ShopSphere Microservices E-Commerce
Production-ready Java e-commerce backend with Spring Boot microservices, API Gateway, Eureka/Config, JWT, Kafka workflows, Redis carts, and PostgreSQL.
Overview
ShopSphere is a production-ready Java e-commerce backend built as a Spring Boot microservices system. It gives any frontend a single API Gateway entry point while separate services handle auth, catalog, cart, orders, inventory, payments, notifications, discovery, and centralized configuration.
The Problem
A lot of e-commerce demos combine everything into one backend or skip the distributed-system parts entirely. I wanted to build the backend architecture a real store could grow into: independently owned services, secure client access, fast cart operations, reliable async order workflows, and clear API contracts.
What I Built
- 1A Java 21 / Spring Boot 3.3.5 multi-module Maven backend with service-registry, config-service, api-gateway, user, product, cart, order, inventory, payment, notification, and common event modules.

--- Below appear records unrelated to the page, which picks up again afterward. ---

// Infra Validator - Domain Layer
// Módulos:
// - shared_kernel: IDs y errores compartidos
// - serving_spec: ServingSpec, ValidationSpec, configuración de plataforma
// - request_spec: RequestSpec y ProbeRequest
// - model: ModelArtifact y ModelLayout
// - runtime_backend: trait RuntimeBackend, ServerHandle, BackendError
// - serving_client: trait ServingClient, ModelState, ProbeError
// - example_source: trait ExampleSource
// - verdict: Blessing y Verdict

pub mod example_source;
pub mod model;
pub mod request_spec;
pub mod runtime_backend;
pub mod serving_client;
pub mod serving_spec;
pub mod shared_kernel;
pub mod verdict;

pub use example_source::*;
pub use model::*;
pub use request_spec::*;
pub use runtime_backend::*;
pub use serving_client::*;
pub use serving_spec::*;
pub use shared_kernel::*;
pub use verdict::*;
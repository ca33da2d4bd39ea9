// Infra Validator - Application Layer
// Casos de uso de validación de infraestructura
// Módulos:
// - layout_resolver: adapta el modelo al layout <name>/<version>
// - request_builder: construye las peticiones de prueba
// - state_machine: ciclo de vida de un intento
// - orchestrator: reintentos, versiones concurrentes y veredicto
// - warmup / blessing: artefactos de salida

mod fs_util;

pub mod blessing;
pub mod layout_resolver;
pub mod orchestrator;
pub mod request_builder;
pub mod state_machine;
pub mod warmup;

pub use blessing::*;
pub use layout_resolver::*;
pub use orchestrator::*;
pub use request_builder::*;
pub use state_machine::*;
pub use warmup::*;

pub use tokio_util::sync::CancellationToken;
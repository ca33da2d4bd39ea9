//! Serving Layout Resolver
//!
//! TensorFlow Serving loads models from `<base>/<model_name>/<version>/`.
//! An artifact already in that shape is used in place; anything else is
//! staged as version 1 under the staging directory.

use infra_validator_domain::{DomainError, ModelArtifact, ModelLayout, Result};
use std::path::{Path, PathBuf};
use tracing::{debug, info, warn};

use crate::fs_util::replace_dir_with_copy;

/// Version given to staged copies. Constant so re-resolution is idempotent.
pub const STAGED_MODEL_VERSION: u64 = 1;

const SAVED_MODEL_FILES: &[&str] = &["saved_model.pb", "saved_model.pbtxt"];

#[derive(Debug, Clone)]
pub struct ServingLayoutResolver {
    staging_dir: PathBuf,
}

impl ServingLayoutResolver {
    pub fn new(staging_dir: impl Into<PathBuf>) -> Self {
        Self {
            staging_dir: staging_dir.into(),
        }
    }

    pub fn staging_dir(&self) -> &Path {
        &self.staging_dir
    }

    pub fn resolve(&self, artifact: &ModelArtifact, model_name: &str) -> Result<ModelLayout> {
        let serving_dir = artifact.serving_dir();
        if !serving_dir.is_dir() {
            return Err(DomainError::ModelLayout {
                message: format!("model directory {} does not exist", serving_dir.display()),
            });
        }

        if let Some(layout) = Self::existing_layout(&serving_dir, model_name) {
            info!(
                "Model at {} already follows the serving layout, using it in place",
                serving_dir.display()
            );
            return Ok(layout);
        }

        if !has_saved_model(&serving_dir) {
            warn!(
                "No saved_model.pb found in {}; the server will likely fail to load it",
                serving_dir.display()
            );
        }

        let layout = ModelLayout {
            base_path: self.staging_dir.clone(),
            model_name: model_name.to_string(),
            version: STAGED_MODEL_VERSION,
            copied: true,
        };
        let target = layout.version_dir();
        debug!("Staging {} to {}", serving_dir.display(), target.display());
        replace_dir_with_copy(&serving_dir, &target)?;

        info!("Model staged at {}", target.display());
        Ok(layout)
    }

    /// `<base>/<model_name>/<integer>/saved_model.pb[txt]`
    fn existing_layout(serving_dir: &Path, model_name: &str) -> Option<ModelLayout> {
        let version: u64 = serving_dir.file_name()?.to_str()?.parse().ok()?;
        let model_dir = serving_dir.parent()?;
        if model_dir.file_name()?.to_str()? != model_name {
            return None;
        }
        let base_path = model_dir.parent()?;
        if !has_saved_model(serving_dir) {
            return None;
        }
        Some(ModelLayout {
            base_path: base_path.to_path_buf(),
            model_name: model_name.to_string(),
            version,
            copied: false,
        })
    }
}

fn has_saved_model(dir: &Path) -> bool {
    SAVED_MODEL_FILES.iter().any(|f| dir.join(f).is_file())
}
// Shared Kernel - Tipos base y errores compartidos

use serde::{Deserialize, Serialize};
use std::fmt;
use std::path::PathBuf;
use uuid::Uuid;

/// Identificador único de una ejecución de validación
#[derive(Debug, Clone, PartialEq, Eq, Hash, Serialize, Deserialize)]
pub struct ValidationRunId(pub Uuid);

impl ValidationRunId {
    pub fn new() -> Self {
        Self(Uuid::new_v4())
    }

    /// First eight hex characters, used in container and pod names.
    pub fn short(&self) -> String {
        self.0.simple().to_string()[..8].to_string()
    }
}

impl Default for ValidationRunId {
    fn default() -> Self {
        Self::new()
    }
}

impl fmt::Display for ValidationRunId {
    fn fmt(&self, f: &mut fmt::Formatter<'_>) -> fmt::Result {
        write!(f, "{}", self.0)
    }
}

/// Identificador de un intento dentro de una versión
#[derive(Debug, Clone, PartialEq, Eq, Hash, Serialize, Deserialize)]
pub struct AttemptId {
    pub run_id: ValidationRunId,
    pub version_index: usize,
    pub attempt: u32,
}

impl AttemptId {
    pub fn new(run_id: ValidationRunId, version_index: usize, attempt: u32) -> Self {
        Self {
            run_id,
            version_index,
            attempt,
        }
    }

    /// Instance name unique per (run, version, attempt) so consecutive
    /// attempts never collide on container or pod names.
    pub fn instance_name(&self) -> String {
        format!(
            "infra-validator-{}-v{}-a{}",
            self.run_id.short(),
            self.version_index,
            self.attempt
        )
    }
}

impl fmt::Display for AttemptId {
    fn fmt(&self, f: &mut fmt::Formatter<'_>) -> fmt::Result {
        write!(
            f,
            "{}/v{}/a{}",
            self.run_id, self.version_index, self.attempt
        )
    }
}

/// Errores del dominio
#[derive(thiserror::Error, Debug)]
pub enum DomainError {
    #[error("Invalid serving spec: {message}")]
    InvalidServingSpec { message: String },

    #[error("Invalid validation spec: {message}")]
    InvalidValidationSpec { message: String },

    #[error("Invalid request spec: {message}")]
    InvalidRequestSpec { message: String },

    #[error("Invalid platform configuration: {message}")]
    InvalidPlatformConfig { message: String },

    #[error("Split not found: {split} (available: {available:?})")]
    SplitNotFound {
        split: String,
        available: Vec<String>,
    },

    #[error("No examples available in split {split}")]
    NoExamples { split: String },

    #[error("Environment variable {name} sets both a value and a secret reference")]
    ConflictingEnvVarSource { name: String },

    #[error("Examples source error: {message}")]
    ExamplesSource { message: String },

    #[error("Model layout error: {message}")]
    ModelLayout { message: String },

    #[error("Warmup error: {message}")]
    Warmup { message: String },

    #[error("I/O error at {path}: {source}")]
    Io {
        path: PathBuf,
        #[source]
        source: std::io::Error,
    },

    #[error("Infrastructure error: {message}")]
    InfrastructureError { message: String },
}

impl DomainError {
    pub fn io(path: impl Into<PathBuf>, source: std::io::Error) -> Self {
        Self::Io {
            path: path.into(),
            source,
        }
    }

    /// Errors caused by the input rather than the environment. These are
    /// fatal and bypass the retry loop.
    pub fn is_configuration_error(&self) -> bool {
        matches!(
            self,
            DomainError::InvalidServingSpec { .. }
                | DomainError::InvalidValidationSpec { .. }
                | DomainError::InvalidRequestSpec { .. }
                | DomainError::InvalidPlatformConfig { .. }
                | DomainError::SplitNotFound { .. }
                | DomainError::NoExamples { .. }
                | DomainError::ConflictingEnvVarSource { .. }
                | DomainError::ExamplesSource { .. }
        )
    }
}

pub type Result<T> = std::result::Result<T, DomainError>;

- 2A Spring Cloud Gateway front door on port 8080 so every client uses one REST + JSON API surface instead of calling services directly.
- 3JWT authentication for registration and login, with protected routes enforced at the gateway and user-service layers.
- 4Service discovery with Eureka and centralized Spring Cloud Config so service URLs and configuration are not hardcoded across the system.
- 5Redis-backed cart storage for low-latency cart operations separate from durable order and catalog data.
- 6PostgreSQL persistence with schema ownership per service, keeping service data boundaries explicit while using one local database instance.
- 7Kafka event flows for order-created, payment, inventory, low-stock, and notification workflows, with shared event contracts in a common library.
- 8Dockerfiles for each service plus Docker Compose infrastructure for PostgreSQL, Redis, Kafka, and Zookeeper.
- 9Swagger/OpenAPI documentation on each service for frontend integration, Postman workflows, and future SDK generation.
Key Technical Decisions
Gateway-first API design
All frontend traffic goes through Spring Cloud Gateway, giving clients one base URL while the backend keeps services independently deployable and discoverable through Eureka.
Event-driven order workflow
Orders publish domain events into Kafka so inventory deductions, payment simulation, low-stock handling, and notifications can run asynchronously without tightly coupling services.
Service-owned data boundaries
Each service owns its persistence model and schema. Product catalog, orders, inventory, payments, users, and notifications remain isolated enough to evolve or scale independently.
Outcome
A complete backend platform for an e-commerce product: authenticated users, searchable catalog, Redis cart, order lifecycle, inventory tracking, payment simulation, notifications, service discovery, config, OpenAPI docs, and containerized infrastructure.
What I Learned
The biggest design challenge was coordinating service boundaries without turning every request into a chain of blocking calls. Kafka helped decouple the order flow, while the gateway and shared event library kept frontend integration and inter-service contracts understandable.